Pretty Woman was a fairy tale. Difficult people from difficult circumstances or still trapped in difficult circumstances do not blossom into well-adjusted winners just because their immediate burdens are lifted. No matter how generous and magnanimous the lifter makes themselves out to be.
That does not mean such folks are merely write-offs to be ignored until they join the ranks of the homeless. But it does mean that you can’t enter into this rescuing business with rose-tinted glasses.
Honestly, showing her the egg carton to force her to ADMIT her LIE, Googling in order to SHOW her she’s WRONG, and then threatening her with ending the relationship all sounds pretty fraught to me. I know you didn’t mean any of it that way but I have no doubt, based on her history you’ve told us, that she takes it that way.
The cookies had nothing to do with it it was her reaction to trying to find out what was wrong that upset me. Actually I never told the whole story about the cookies. It started out I was walking by as she was putting them in the pan and I noticed there was too many to a pan they were too big and there was no spacing. So I said honey I said why don’t you make him a little bit smaller and only put 12 to a pan that way they won’t run together. So she kind of nodded and four pans later no change was made so I was already kind of ticked off. They didn’t look like cookies they look like a sheet cake they all ran together and after the first batch it should have been obvious that I was right. That’s just pure hard-headedness
You didn’t make a suggestion, you gave a command and she didn’t comply.
I could discuss this all day in context of the drama triangle, but it boils down to you being controlling and picking victims. You can re-train yourself to healthier interactions within this relationship or the next, but until you understand what you are doing wrong, this is what your relationships will be like
I don’t buy that here at all I think it’s actually more the opp that I probably should have been more direct from the very beginning and I wouldn’t be dealing with these problems now. If I have been any more gentle with the suggestion it would not have even been a suggestion. Next time it will be at command I’m going to say if you don’t do it right don’t do it at all!
I don’t care about the damn cookies I’m mad because she does not want my input into anything. I’m glad I started this thread because I’m looking at it more realistically right now she is very well aware of what she is doing she’s making me walk on eggshells afraid to say anything until I blow up that’s where I am right now it’s got nothing to do with the cookies and everything to do with being allowed to communicate
FWIW I left my second wife when I woke up to the fact that I never spoke to her without having to run my intended sentence through a whole series of filters to try to find, and correct, any possible way it could be misunderstood or misconstrued. And despite that effort, she’d find a new way to object. Which really always amounted to the same thing: “I (her) believe you (him) are attacking me.”

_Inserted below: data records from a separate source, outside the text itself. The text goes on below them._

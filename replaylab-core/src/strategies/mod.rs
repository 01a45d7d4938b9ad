//! Reference strategies used by the CLI, benches and tests.

pub mod buy_and_hold;
pub mod ma_cross;

pub use buy_and_hold::BuyAndHold;
pub use ma_cross::MovingAverageCross;

use crate::strategy::Strategy;

/// Look up a reference strategy by name.
pub fn by_name(name: &str) -> Option<Box<dyn Strategy>> {
    match name {
        "buy_and_hold" => Some(Box::new(BuyAndHold)),
        "ma_cross" | "moving_average_cross" => Some(Box::new(MovingAverageCross)),
        _ => None,
    }
}
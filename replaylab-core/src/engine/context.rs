//! What a strategy may see and touch while handling one bar.

use chrono::NaiveDateTime;
use std::any::Any;
use std::collections::HashMap;
use tracing::warn;

use crate::data::MarketData;
use crate::domain::{Bar, Metadata, Position};
use crate::ledger::Ledger;

/// Per-run scratch storage, one typed slot per namespace.
///
/// Created empty for every run, so nothing carries over between runs or
/// between parameter combinations.
#[derive(Default)]
pub struct ScratchState {
    slots: HashMap<String, Box<dyn Any + Send>>,
}

impl ScratchState {
    pub fn new() -> Self {
        Self::default()
    }

    /// The slot for `namespace`, created with `T::default()` on first use.
    ///
    /// A slot holding some other type is replaced.
    pub fn slot<T: Any + Send + Default>(&mut self, namespace: &str) -> &mut T {
        let slot = self
            .slots
            .entry(namespace.to_string())
            .or_insert_with(|| Box::new(T::default()));
        if !(**slot).is::<T>() {
            warn!(namespace, "scratch slot held a different type, resetting");
            *slot = Box::new(T::default());
        }
        slot.downcast_mut::<T>()
            .expect("scratch slot holds T after reset")
    }

    pub fn len(&self) -> usize {
        self.slots.len()
    }

    pub fn is_empty(&self) -> bool {
        self.slots.is_empty()
    }
}

impl std::fmt::Debug for ScratchState {
    fn fmt(&self, f: &mut std::fmt::Formatter<'_>) -> std::fmt::Result {
        f.debug_struct("ScratchState")
            .field("namespaces", &self.slots.keys().collect::<Vec<_>>())
            .finish()
    }
}

/// Ledger queries, history and scratch state for the current bar.
///
/// Strategies cannot move cash or touch the trade log; the only mutation on
/// offer is merging metadata into one of their open positions.
pub struct StrategyContext<'a> {
    ledger: &'a mut Ledger,
    market: &'a MarketData,
    scratch: &'a mut ScratchState,
    timestamp: NaiveDateTime,
    bar_index: usize,
}

impl<'a> StrategyContext<'a> {
    pub fn new(
        ledger: &'a mut Ledger,
        market: &'a MarketData,
        scratch: &'a mut ScratchState,
        timestamp: NaiveDateTime,
        bar_index: usize,
    ) -> Self {
        Self {
            ledger,
            market,
            scratch,
            timestamp,
            bar_index,
        }
    }

    /// Current simulated timestamp.
    pub fn timestamp(&self) -> NaiveDateTime {
        self.timestamp
    }

    /// Zero-based index of the current bar on the reference clock.
    pub fn bar_index(&self) -> usize {
        self.bar_index
    }

    pub fn cash(&self) -> f64 {
        self.ledger.cash()
    }

    pub fn position(&self, symbol: &str) -> Option<&Position> {
        self.ledger.position(symbol)
    }

    pub fn has_position(&self, symbol: &str) -> bool {
        self.ledger.has_position(symbol)
    }

    pub fn open_positions_count(&self) -> usize {
        self.ledger.open_positions_count()
    }

    /// Merge `update` into the open position's metadata. False if none is open.
    pub fn update_position_metadata(&mut self, symbol: &str, update: Metadata) -> bool {
        self.ledger.update_position_metadata(symbol, update)
    }

    /// Bars for `symbol` up to and including now, optionally only the last
    /// `lookback`. Empty for unknown symbols.
    pub fn history(&self, symbol: &str, lookback: Option<usize>) -> &'a [Bar] {
        let market: &'a MarketData = self.market;
        market
            .series(symbol)
            .map(|s| s.up_to(self.timestamp, lookback))
            .unwrap_or(&[])
    }

    /// Typed scratch slot for `namespace`.
    pub fn scratch<T: Any + Send + Default>(&mut self, namespace: &str) -> &mut T {
        self.scratch.slot(namespace)
    }
}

When “Good Morning” delivered in a pleasant tone after she emerged from the bedroom was taken as an attack, I was done. So exhausting and depressing.
I was a new man the morning after I moved out. The other people in my life before and after were not / are not like that. Somehow I’m a much better communicator with them than with her. Just sayin’
And that is her prerogative as a fully fledged adult human. She gets to make her own decisions AND her own mistakes. Love her for WHO SHE IS RIGHT NOW, not as someone you can mold to your idea of the perfect mate.
This sounds like something my wife would do (adding extra eggs because eggs = “nutrition”). My wife has lots of experience cooking food Chinese-style (e.g. stir frying or steaming), but when she attempts a new western dish the results can be unusual (like adding extra eggs for nutritional purposes or adding lots of water for fear that something might burn).
The difference in our case is that I have no interest in cooking so I just keep my mouth shut (other than perhaps saying “I liked it better the first time”).